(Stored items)

BEGIN

use serde::Serialize;

use crate::error::SourcePos;

pub mod source_map;
pub use source_map::SourceMap;

// ---- Span infrastructure ----

/// Byte range within source text.
#[derive(Debug, Clone, Copy, PartialEq, Eq, Default)]
pub struct Span {
    pub start: usize,
    pub end: usize,
}

impl Span {
    pub const UNKNOWN: Span = Span { start: 0, end: 0 };

    pub fn merge(self, other: Span) -> Span {
        Span {
            start: self.start.min(other.start),
            end: self.end.max(other.end),
        }
    }
}

// ---- Operators ----

/// Binary operator. The discriminant is the sub-byte written after `0x9D`.
#[derive(Debug, Clone, Copy, PartialEq, Eq, Serialize)]
#[repr(u8)]
pub enum BinOp {
    Add = 0,
    Sub = 1,
    Mul = 2,
    Div = 3,
    Mod = 4,
    Eq = 5,
    Ne = 6,
    Lt = 7,
    Gt = 8,
    Le = 9,
    Ge = 10,
}

impl BinOp {
    pub fn from_byte(b: u8) -> Option<Self> {
        Some(match b {
            0 => BinOp::Add,
            1 => BinOp::Sub,
            2 => BinOp::Mul,
            3 => BinOp::Div,
            4 => BinOp::Mod,
            5 => BinOp::Eq,
            6 => BinOp::Ne,
            7 => BinOp::Lt,
            8 => BinOp::Gt,
            9 => BinOp::Le,
            10 => BinOp::Ge,
            _ => return None,
        })
    }

    pub fn symbol(self) -> &'static str {
        match self {
            BinOp::Add => "+",
            BinOp::Sub => "-",
            BinOp::Mul => "*",
            BinOp::Div => "/",
            BinOp::Mod => "%",
            BinOp::Eq => "==",
            BinOp::Ne => "!=",
            BinOp::Lt => "<",
            BinOp::Gt => ">",
            BinOp::Le => "<=",
            BinOp::Ge => ">=",
        }
    }

    pub fn is_comparison(self) -> bool {
        matches!(self, BinOp::Eq | BinOp::Ne | BinOp::Lt | BinOp::Gt | BinOp::Le | BinOp::Ge)
    }
}

/// Unary operator. The discriminant is the sub-byte written after `0x9C`.
#[derive(Debug, Clone, Copy, PartialEq, Eq, Serialize)]
#[repr(u8)]
pub enum UnaryOp {
    Neg = 0,
    Plus = 1,
    AddressOf = 2,
    Deref = 3,
}

impl UnaryOp {
    pub fn from_byte(b: u8) -> Option<Self> {
        Some(match b {
            0 => UnaryOp::Neg,
            1 => UnaryOp::Plus,
            2 => UnaryOp::AddressOf,
            3 => UnaryOp::Deref,
            _ => return None,
        })
    }
}

// ---- Declarations ----

/// A type as written in source: a name and an optional leading `*`.
#[derive(Debug, Clone, PartialEq, Eq, Serialize)]
pub struct TypeSpec {
    pub name: String,
    pub pointer: bool,
}

impl TypeSpec {
    pub fn new(name: impl Into<String>, pointer: bool) -> Self {
        TypeSpec { name: name.into(), pointer }
    }
}

#[derive(Debug, Clone, PartialEq, Eq, Serialize)]
pub struct DeclSpec {
    pub ty: TypeSpec,
    pub name: String,
    pub array: bool,
}

#[derive(Debug, Clone, PartialEq, Eq, Serialize)]
pub struct ParamSpec {
    pub ty: TypeSpec,
    pub name: String,
}

// ---- Nodes ----

/// Closed enumeration of node types, numbered in declaration order.
#[derive(Debug, Clone, Copy, PartialEq, Eq, Serialize)]
#[repr(u8)]
pub enum NodeType {
    Int,
    String,
    VarAccess,
    VarAssign,
    FuncDef,
    FuncDec,
    Call,
    BinOp,
    UnOp,
    If,
    For,
    While,
    Else,
    Statements,
    Extern,
    GetItem,
    SetItem,
    VarNew,
    VarUn,
    Inc,
    Dec,
    Return,
    Include,
    Typedef,
    Const,
    Unsigned,
    Struct,
}

#[derive(Debug, Clone, PartialEq, Serialize)]
#[serde(tag = "node")]
pub enum NodeKind {
    Int { value: i32 },
    Str { value: String },
    VarAccess { path: Vec<String> },
    VarAssign { path: Vec<String>, value: Box<Node> },
    /// `decl` is always a `FuncDec`.
    FuncDef { decl: Box<Node>, body: Vec<Node> },
    FuncDec { ret: TypeSpec, name: String, params: Vec<ParamSpec> },
    Call { callee: Box<Node>, args: Vec<Node> },
    BinOp { op: BinOp, lhs: Box<Node>, rhs: Box<Node> },
    UnOp { op: UnaryOp, operand: Box<Node> },
    /// `otherwise` is always an `Else`.
    If { cond: Box<Node>, body: Vec<Node>, otherwise: Option<Box<Node>> },
    For { init: Box<Node>, cond: Box<Node>, step: Box<Node>, body: Vec<Node> },
    While { cond: Box<Node>, body: Vec<Node> },
    Else { body: Vec<Node> },
    Statements { body: Vec<Node> },
    Extern { inner: Box<Node> },
    GetItem { path: Vec<String>, index: Box<Node> },
    SetItem { path: Vec<String>, index: Box<Node>, value: Box<Node> },
    VarNew { decl: DeclSpec, size: Option<Box<Node>>, value: Box<Node> },
    VarUn { decl: DeclSpec, size: Option<Box<Node>> },
    Inc { path: Vec<String> },
    Dec { path: Vec<String> },
    Return { value: Box<Node> },
    Include { file: String },
    Typedef { base: TypeSpec, name: String },
    Const { inner: Box<Node> },
    Unsigned { inner: Box<Node> },
    Struct { name: String, members: Vec<Node> },
}

#[derive(Debug, Clone, PartialEq, Serialize)]
pub struct Node {
    #[serde(flatten)]
    pub kind: NodeKind,
    #[serde(skip)]
    pub pos: SourcePos,
}

impl Node {
    pub fn new(kind: NodeKind, pos: SourcePos) -> Self {
        Node { kind, pos }
    }

    pub fn node_type(&self) -> NodeType {
        match &self.kind {
            NodeKind::Int { .. } => NodeType::Int,
            NodeKind::Str { .. } => NodeType::String,
            NodeKind::VarAccess { .. } => NodeType::VarAccess,
            NodeKind::VarAssign { .. } => NodeType::VarAssign,
            NodeKind::FuncDef { .. } => NodeType::FuncDef,
            NodeKind::FuncDec { .. } => NodeType::FuncDec,
            NodeKind::Call { .. } => NodeType::Call,
            NodeKind::BinOp { .. } => NodeType::BinOp,
            NodeKind::UnOp { .. } => NodeType::UnOp,
            NodeKind::If { .. } => NodeType::If,
            NodeKind::For { .. } => NodeType::For,
            NodeKind::While { .. } => NodeType::While,
            NodeKind::Else { .. } => NodeType::Else,
            NodeKind::Statements { .. } => NodeType::Statements,
            NodeKind::Extern { .. } => NodeType::Extern,
            NodeKind::GetItem { .. } => NodeType::GetItem,
            NodeKind::SetItem { .. } => NodeType::SetItem,
            NodeKind::VarNew { .. } => NodeType::VarNew,
            NodeKind::VarUn { .. } => NodeType::VarUn,
            NodeKind::Inc { .. } => NodeType::Inc,
            NodeKind::Dec { .. } => NodeType::Dec,
            NodeKind::Return { .. } => NodeType::Return,
            NodeKind::Include { .. } => NodeType::Include,
            NodeKind::Typedef { .. } => NodeType::Typedef,
            NodeKind::Const { .. } => NodeType::Const,
            NodeKind::Unsigned { .. } => NodeType::Unsigned,
            NodeKind::Struct { .. } => NodeType::Struct,
        }
    }

    /// Children of a `Statements` root, or the node itself otherwise.
    pub fn statements(&self) -> &[Node] {
        match &self.kind {
            NodeKind::Statements { body } => body,
            _ => std::slice::from_ref(self),
        }
    }
}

END

(Your goal) Retype all the data verbatim.

(Worked solution)
use serde::Serialize;

use crate::error::SourcePos;

pub mod source_map;
pub use source_map::SourceMap;

// ---- Span infrastructure ----

/// Byte range within source text.
#[derive(Debug, Clone, Copy, PartialEq, Eq, Default)]
pub struct Span {
    pub start: usize,
    pub end: usize,
}

impl Span {
    pub const UNKNOWN: Span = Span { start: 0, end: 0 };

    pub fn merge(self, other: Span) -> Span {
        Span {
            start: self.start.min(other.start),
            end: self.end.max(other.end),
        }
    }
}

// ---- Operators ----

/// Binary operator. The discriminant is the sub-byte written after `0x9D`.
#[derive(Debug, Clone, Copy, PartialEq, Eq, Serialize)]
#[repr(u8)]
pub enum BinOp {
    Add = 0,
    Sub = 1,
    Mul = 2,
    Div = 3,
    Mod = 4,
    Eq = 5,
    Ne = 6,
    Lt = 7,
    Gt = 8,
    Le = 9,
    Ge = 10,
}

impl BinOp {
    pub fn from_byte(b: u8) -> Option<Self> {
        Some(match b {
            0 => BinOp::Add,
            1 => BinOp::Sub,
            2 => BinOp::Mul,
            3 => BinOp::Div,
            4 => BinOp::Mod,
            5 => BinOp::Eq,
            6 => BinOp::Ne,
            7 => BinOp::Lt,
            8 => BinOp::Gt,
            9 => BinOp::Le,
            10 => BinOp::Ge,
            _ => return None,
        })
    }

    pub fn symbol(self) -> &'static str {
        match self {
            BinOp::Add => "+",
            BinOp::Sub => "-",
            BinOp::Mul => "*",
            BinOp::Div => "/",
            BinOp::Mod => "%",
            BinOp::Eq => "==",
            BinOp::Ne => "!=",
            BinOp::Lt => "<",
            BinOp::Gt => ">",
            BinOp::Le => "<=",
            BinOp::Ge => ">=",
        }
    }

    pub fn is_comparison(self) -> bool {
        matches!(self, BinOp::Eq | BinOp::Ne | BinOp::Lt | BinOp::Gt | BinOp::Le | BinOp::Ge)
    }
}

/// Unary operator. The discriminant is the sub-byte written after `0x9C`.
#[derive(Debug, Clone, Copy, PartialEq, Eq, Serialize)]
#[repr(u8)]
pub enum UnaryOp {
    Neg = 0,
    Plus = 1,
    AddressOf = 2,
    Deref = 3,
}

impl UnaryOp {
    pub fn from_byte(b: u8) -> Option<Self> {
        Some(match b {
            0 => UnaryOp::Neg,
            1 => UnaryOp::Plus,
            2 => UnaryOp::AddressOf,
            3 => UnaryOp::Deref,
            _ => return None,
        })
    }
}

// ---- Declarations ----

/// A type as written in source: a name and an optional leading `*`.
#[derive(Debug, Clone, PartialEq, Eq, Serialize)]
pub struct TypeSpec {
    pub name: String,
    pub pointer: bool,
}

impl TypeSpec {
    pub fn new(name: impl Into<String>, pointer: bool) -> Self {
        TypeSpec { name: name.into(), pointer }
    }
}

#[derive(Debug, Clone, PartialEq, Eq, Serialize)]
pub struct DeclSpec {
    pub ty: TypeSpec,
    pub name: String,
    pub array: bool,
}

#[derive(Debug, Clone, PartialEq, Eq, Serialize)]
pub struct ParamSpec {
    pub ty: TypeSpec,
    pub name: String,
}

// ---- Nodes ----

/// Closed enumeration of node types, numbered in declaration order.
#[derive(Debug, Clone, Copy, PartialEq, Eq, Serialize)]
#[repr(u8)]
pub enum NodeType {
    Int,
    String,
    VarAccess,
    VarAssign,
    FuncDef,
    FuncDec,
    Call,
    BinOp,
    UnOp,
    If,
    For,
    While,
    Else,
    Statements,
    Extern,
    GetItem,
    SetItem,
    VarNew,
    VarUn,
    Inc,
    Dec,
    Return,
    Include,
    Typedef,
    Const,
    Unsigned,
    Struct,
}

#[derive(Debug, Clone, PartialEq, Serialize)]
#[serde(tag = "node")]
pub enum NodeKind {
    Int { value: i32 },
    Str { value: String },
    VarAccess { path: Vec<String> },
    VarAssign { path: Vec<String>, value: Box<Node> },
    /// `decl` is always a `FuncDec`.
    FuncDef { decl: Box<Node>, body: Vec<Node> },
    FuncDec { ret: TypeSpec, name: String, params: Vec<ParamSpec> },
    Call { callee: Box<Node>, args: Vec<Node> },
    BinOp { op: BinOp, lhs: Box<Node>, rhs: Box<Node> },
    UnOp { op: UnaryOp, operand: Box<Node> },
    /// `otherwise` is always an `Else`.
    If { cond: Box<Node>, body: Vec<Node>, otherwise: Option<Box<Node>> },
    For { init: Box<Node>, cond: Box<Node>, step: Box<Node>, body: Vec<Node> },
    While { cond: Box<Node>, body: Vec<Node> },
    Else { body: Vec<Node> },
    Statements { body: Vec<Node> },
    Extern { inner: Box<Node> },
    GetItem { path: Vec<String>, index: Box<Node> },
    SetItem { path: Vec<String>, index: Box<Node>, value: Box<Node> },
    VarNew { decl: DeclSpec, size: Option<Box<Node>>, value: Box<Node> },
    VarUn { decl: DeclSpec, size: Option<Box<Node>> },
    Inc { path: Vec<String> },
    Dec { path: Vec<String> },
    Return { value: Box<Node> },
    Include { file: String },
    Typedef { base: TypeSpec, name: String },
    Const { inner: Box<Node> },
    Unsigned { inner: Box<Node> },
    Struct { name: String, members: Vec<Node> },
}

#[derive(Debug, Clone, PartialEq, Serialize)]
pub struct Node {
    #[serde(flatten)]
    pub kind: NodeKind,
    #[serde(skip)]
    pub pos: SourcePos,
}

impl Node {
    pub fn new(kind: NodeKind, pos: SourcePos) -> Self {
        Node { kind, pos }
    }

    pub fn node_type(&self) -> NodeType {
        match &self.kind {
            NodeKind::Int { .. } => NodeType::Int,
            NodeKind::Str { .. } => NodeType::String,
            NodeKind::VarAccess { .. } => NodeType::VarAccess,
            NodeKind::VarAssign { .. } => NodeType::VarAssign,
            NodeKind::FuncDef { .. } => NodeType::FuncDef,
            NodeKind::FuncDec { .. } => NodeType::FuncDec,
            NodeKind::Call { .. } => NodeType::Call,
            NodeKind::BinOp { .. } => NodeType::BinOp,
            NodeKind::UnOp { .. } => NodeType::UnOp,
            NodeKind::If { .. } => NodeType::If,
            NodeKind::For { .. } => NodeType::For,
            NodeKind::While { .. } => NodeType::While,
            NodeKind::Else { .. } => NodeType::Else,
            NodeKind::Statements { .. } => NodeType::Statements,
            NodeKind::Extern { .. } => NodeType::Extern,
            NodeKind::GetItem { .. } => NodeType::GetItem,
            NodeKind::SetItem { .. } => NodeType::SetItem,
            NodeKind::VarNew { .. } => NodeType::VarNew,
            NodeKind::VarUn { .. } => NodeType::VarUn,
            NodeKind::Inc { .. } => NodeType::Inc,
            NodeKind::Dec { .. } => NodeType::Dec,
            NodeKind::Return { .. } => NodeType::Return,
            NodeKind::Include { .. } => NodeType::Include,
            NodeKind::Typedef { .. } => NodeType::Typedef,
            NodeKind::Const { .. } => NodeType::Const,
            NodeKind::Unsigned { .. } => NodeType::Unsigned,
            NodeKind::Struct { .. } => NodeType::Struct,
        }
    }

    /// Children of a `Statements` root, or the node itself otherwise.
    pub fn statements(&self) -> &[Node] {
        match &self.kind {
            NodeKind::Statements { body } => body,
            _ => std::slice::from_ref(self),
        }
    }
}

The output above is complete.